- _WHAT THE TASK ASKS_: Each record below needs to be written out exactly as it appears.

- _DATA EXTRACTS_:
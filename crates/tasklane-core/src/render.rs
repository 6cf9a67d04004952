use std::io::{self, IsTerminal, Write};

use unicode_width::UnicodeWidthStr;

use crate::config::Config;
use crate::prefs::Theme;
use crate::task::{ListKind, TaskId};
use crate::view::{Entry, Gesture, ListView};

#[derive(Debug, Clone)]
pub struct Renderer {
    color: bool,
}

impl Renderer {
    pub fn new(cfg: &Config) -> anyhow::Result<Self> {
        Ok(Self { color: cfg.color()? })
    }

    pub fn plain() -> Self {
        Self { color: false }
    }

    #[tracing::instrument(skip(self, view), fields(list = %view.list()))]
    pub fn print_list(&self, header: &str, view: &ListView) -> anyhow::Result<()> {
        let mut out = io::stdout().lock();
        self.write_list(&mut out, header, view)
    }

    pub fn write_list<W: Write>(
        &self,
        mut out: W,
        header: &str,
        view: &ListView,
    ) -> anyhow::Result<()> {
        writeln!(out, "{}", self.paint(header, "1"))?;

        let mut rows = Vec::new();
        for entry in view.entries() {
            match entry {
                Entry::Task(task) => {
                    rows.push(vec![self.paint(task.id.as_str(), "33"), task.text.clone()]);
                }
                Entry::Placeholder(message) => {
                    writeln!(out, "{message}")?;
                }
            }
        }

        if !rows.is_empty() {
            write_table(&mut out, vec!["ID".to_string(), "Task".to_string()], rows)?;
        }
        Ok(())
    }

    pub fn print_options(&self, origin: ListKind, id: &TaskId, gestures: &[Gesture]) -> anyhow::Result<()> {
        let mut out = io::stdout().lock();
        writeln!(out, "{id} ({origin}):")?;
        for gesture in gestures {
            writeln!(out, "  {gesture}")?;
        }
        Ok(())
    }

    pub fn print_theme(&self, theme: Theme) -> anyhow::Result<()> {
        let mut out = io::stdout().lock();
        writeln!(out, "theme     {}", self.paint(theme.storage_value(), "36"))?;
        Ok(())
    }

    fn paint(&self, text: &str, code: &str) -> String {
        if !self.color || !io::stdout().is_terminal() {
            return text.to_string();
        }
        format!("\x1b[{code}m{text}\x1b[0m")
    }
}

fn write_table<W: Write>(
    mut writer: W,
    headers: Vec<String>,
    rows: Vec<Vec<String>>,
) -> anyhow::Result<()> {
    let column_count = headers.len();
    let mut widths = vec![0usize; column_count];

    for (idx, header) in headers.iter().enumerate() {
        widths[idx] = widths[idx].max(UnicodeWidthStr::width(header.as_str()));
    }

    for row in &rows {
        for (idx, cell) in row.iter().enumerate() {
            widths[idx] = widths[idx].max(UnicodeWidthStr::width(strip_ansi(cell).as_str()));
        }
    }

    for idx in 0..column_count {
        write!(writer, "{:width$} ", headers[idx], width = widths[idx])?;
    }
    writeln!(writer)?;

    for idx in 0..column_count {
        write!(writer, "{:-<width$} ", "", width = widths[idx])?;
    }
    writeln!(writer)?;

    for row in rows {
        for idx in 0..column_count {
            let cell = &row[idx];
            let visible_width = UnicodeWidthStr::width(strip_ansi(cell).as_str());
            let padding = widths[idx].saturating_sub(visible_width);
            write!(writer, "{}{} ", cell, " ".repeat(padding))?;
        }
        writeln!(writer)?;
    }

    Ok(())
}

fn strip_ansi(s: &str) -> String {
    let mut out = String::with_capacity(s.len());
    let mut escaped = false;

    for ch in s.chars() {
        if escaped {
            if ch == 'm' {
                escaped = false;
            }
            continue;
        }

        if ch == '\x1b' {
            escaped = true;
            continue;
        }

        out.push(ch);
    }

    out
}
use std::fmt;
use std::str::FromStr;

use anyhow::anyhow;
use serde::{Deserialize, Serialize};

#[derive(Debug, Clone, PartialEq, Eq, PartialOrd, Ord, Hash, Serialize, Deserialize)]
#[serde(transparent)]
pub struct TaskId(String);

impl TaskId {
    pub fn new(raw: impl Into<String>) -> Self {
        Self(raw.into())
    }

    pub fn as_str(&self) -> &str {
        &self.0
    }
}

impl fmt::Display for TaskId {
    fn fmt(&self, f: &mut fmt::Formatter<'_>) -> fmt::Result {
        f.write_str(&self.0)
    }
}

impl From<&str> for TaskId {
    fn from(raw: &str) -> Self {
        Self(raw.to_string())
    }
}

/// Persisted record shape: `{"text": ..., "id": ...}`.
#[derive(Debug, Clone, PartialEq, Eq, Serialize, Deserialize)]
pub struct Task {
    pub text: String,
    pub id: TaskId,
}

impl Task {
    pub fn new(text: impl Into<String>, id: TaskId) -> Self {
        Self {
            text: text.into(),
            id,
        }
    }
}

#[derive(Debug, Clone, Copy, PartialEq, Eq, PartialOrd, Ord, Hash, Serialize, Deserialize)]
#[serde(rename_all = "lowercase")]
pub enum ListKind {
    Active,
    Completed,
    Trash,
}

impl ListKind {
    pub const ALL: [ListKind; 3] = [ListKind::Active, ListKind::Completed, ListKind::Trash];

    pub fn storage_key(self) -> &'static str {
        match self {
            ListKind::Active => "todos",
            ListKind::Completed => "completed",
            ListKind::Trash => "trash",
        }
    }

    pub fn label(self) -> &'static str {
        match self {
            ListKind::Active => "Todos",
            ListKind::Completed => "Completed",
            ListKind::Trash => "Trash",
        }
    }

    pub fn empty_message(self) -> String {
        format!("No tasks in {}.", self.label())
    }
}

impl fmt::Display for ListKind {
    fn fmt(&self, f: &mut fmt::Formatter<'_>) -> fmt::Result {
        let name = match self {
            ListKind::Active => "active",
            ListKind::Completed => "completed",
            ListKind::Trash => "trash",
        };
        f.write_str(name)
    }
}

impl FromStr for ListKind {
    type Err = anyhow::Error;

    fn from_str(s: &str) -> Result<Self, Self::Err> {
        match s.trim().to_ascii_lowercase().as_str() {
            "active" | "todos" | "todo" => Ok(ListKind::Active),
            "completed" | "done" => Ok(ListKind::Completed),
            "trash" => Ok(ListKind::Trash),
            other => Err(anyhow!("unknown list: {other}")),
        }
    }
}

/// Trims the input and flattens line breaks to spaces. Returns `None` when
/// nothing is left.
pub fn normalize_text(raw: &str) -> Option<String> {
    let flattened: String = raw
        .trim()
        .chars()
        .map(|ch| if ch == '\r' || ch == '\n' { ' ' } else { ch })
        .collect();

    if flattened.is_empty() {
        None
    } else {
        Some(flattened)
    }
}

- _PROBLEM SOLUTION_:
filename crates/tasklane-core/src/render.rs
repository 6cf9a67d04004952
use std::io::{self, IsTerminal, Write};

use unicode_width::UnicodeWidthStr;

use crate::config::Config;
use crate::prefs::Theme;
use crate::task::{ListKind, TaskId};
use crate::view::{Entry, Gesture, ListView};

#[derive(Debug, Clone)]
pub struct Renderer {
    color: bool,
}

impl Renderer {
    pub fn new(cfg: &Config) -> anyhow::Result<Self> {
        Ok(Self { color: cfg.color()? })
    }

    pub fn plain() -> Self {
        Self { color: false }
    }

    #[tracing::instrument(skip(self, view), fields(list = %view.list()))]
    pub fn print_list(&self, header: &str, view: &ListView) -> anyhow::Result<()> {
        let mut out = io::stdout().lock();
        self.write_list(&mut out, header, view)
    }

    pub fn write_list<W: Write>(
        &self,
        mut out: W,
        header: &str,
        view: &ListView,
    ) -> anyhow::Result<()> {
        writeln!(out, "{}", self.paint(header, "1"))?;

        let mut rows = Vec::new();
        for entry in view.entries() {
            match entry {
                Entry::Task(task) => {
                    rows.push(vec![self.paint(task.id.as_str(), "33"), task.text.clone()]);
                }
                Entry::Placeholder(message) => {
                    writeln!(out, "{message}")?;
                }
            }
        }

        if !rows.is_empty() {
            write_table(&mut out, vec!["ID".to_string(), "Task".to_string()], rows)?;
        }
        Ok(())
    }

    pub fn print_options(&self, origin: ListKind, id: &TaskId, gestures: &[Gesture]) -> anyhow::Result<()> {
        let mut out = io::stdout().lock();
        writeln!(out, "{id} ({origin}):")?;
        for gesture in gestures {
            writeln!(out, "  {gesture}")?;
        }
        Ok(())
    }

    pub fn print_theme(&self, theme: Theme) -> anyhow::Result<()> {
        let mut out = io::stdout().lock();
        writeln!(out, "theme     {}", self.paint(theme.storage_value(), "36"))?;
        Ok(())
    }

    fn paint(&self, text: &str, code: &str) -> String {
        if !self.color || !io::stdout().is_terminal() {
            return text.to_string();
        }
        format!("\x1b[{code}m{text}\x1b[0m")
    }
}

fn write_table<W: Write>(
    mut writer: W,
    headers: Vec<String>,
    rows: Vec<Vec<String>>,
) -> anyhow::Result<()> {
    let column_count = headers.len();
    let mut widths = vec![0usize; column_count];

    for (idx, header) in headers.iter().enumerate() {
        widths[idx] = widths[idx].max(UnicodeWidthStr::width(header.as_str()));
    }

    for row in &rows {
        for (idx, cell) in row.iter().enumerate() {
            widths[idx] = widths[idx].max(UnicodeWidthStr::width(strip_ansi(cell).as_str()));
        }
    }

    for idx in 0..column_count {
        write!(writer, "{:width$} ", headers[idx], width = widths[idx])?;
    }
    writeln!(writer)?;

    for idx in 0..column_count {
        write!(writer, "{:-<width$} ", "", width = widths[idx])?;
    }
    writeln!(writer)?;

    for row in rows {
        for idx in 0..column_count {
            let cell = &row[idx];
            let visible_width = UnicodeWidthStr::width(strip_ansi(cell).as_str());
            let padding = widths[idx].saturating_sub(visible_width);
            write!(writer, "{}{} ", cell, " ".repeat(padding))?;
        }
        writeln!(writer)?;
    }

    Ok(())
}

fn strip_ansi(s: &str) -> String {
    let mut out = String::with_capacity(s.len());
    let mut escaped = false;

    for ch in s.chars() {
        if escaped {
            if ch == 'm' {
                escaped = false;
            }
            continue;
        }

        if ch == '\x1b' {
            escaped = true;
            continue;
        }

        out.push(ch);
    }

    out
}
use std::fmt;
use std::str::FromStr;

use anyhow::anyhow;
use serde::{Deserialize, Serialize};

#[derive(Debug, Clone, PartialEq, Eq, PartialOrd, Ord, Hash, Serialize, Deserialize)]
#[serde(transparent)]
pub struct TaskId(String);

impl TaskId {
    pub fn new(raw: impl Into<String>) -> Self {
        Self(raw.into())
    }

    pub fn as_str(&self) -> &str {
        &self.0
    }
}

impl fmt::Display for TaskId {
    fn fmt(&self, f: &mut fmt::Formatter<'_>) -> fmt::Result {
        f.write_str(&self.0)
    }
}

impl From<&str> for TaskId {
    fn from(raw: &str) -> Self {
        Self(raw.to_string())
    }
}

/// Persisted record shape: `{"text": ..., "id": ...}`.
#[derive(Debug, Clone, PartialEq, Eq, Serialize, Deserialize)]
pub struct Task {
    pub text: String,
    pub id: TaskId,
}

impl Task {
    pub fn new(text: impl Into<String>, id: TaskId) -> Self {
        Self {
            text: text.into(),
            id,
        }
    }
}

#[derive(Debug, Clone, Copy, PartialEq, Eq, PartialOrd, Ord, Hash, Serialize, Deserialize)]
#[serde(rename_all = "lowercase")]
pub enum ListKind {
    Active,
    Completed,
    Trash,
}

impl ListKind {
    pub const ALL: [ListKind; 3] = [ListKind::Active, ListKind::Completed, ListKind::Trash];

    pub fn storage_key(self) -> &'static str {
        match self {
            ListKind::Active => "todos",
            ListKind::Completed => "completed",
            ListKind::Trash => "trash",
        }
    }

    pub fn label(self) -> &'static str {
        match self {
            ListKind::Active => "Todos",
            ListKind::Completed => "Completed",
            ListKind::Trash => "Trash",
        }
    }

    pub fn empty_message(self) -> String {
        format!("No tasks in {}.", self.label())
    }
}

impl fmt::Display for ListKind {
    fn fmt(&self, f: &mut fmt::Formatter<'_>) -> fmt::Result {
        let name = match self {
            ListKind::Active => "active",
            ListKind::Completed => "completed",
            ListKind::Trash => "trash",
        };
        f.write_str(name)
    }
}

impl FromStr for ListKind {
    type Err = anyhow::Error;

    fn from_str(s: &str) -> Result<Self, Self::Err> {
        match s.trim().to_ascii_lowercase().as_str() {
            "active" | "todos" | "todo" => Ok(ListKind::Active),
            "completed" | "done" => Ok(ListKind::Completed),
            "trash" => Ok(ListKind::Trash),
            other => Err(anyhow!("unknown list: {other}")),
        }
    }
}

/// Trims the input and flattens line breaks to spaces. Returns `None` when
/// nothing is left.
pub fn normalize_text(raw: &str) -> Option<String> {
    let flattened: String = raw
        .trim()
        .chars()
        .map(|ch| if ch == '\r' || ch == '\n' { ' ' } else { ch })
        .collect();

    if flattened.is_empty() {
        None
    } else {
        Some(flattened)
    }
}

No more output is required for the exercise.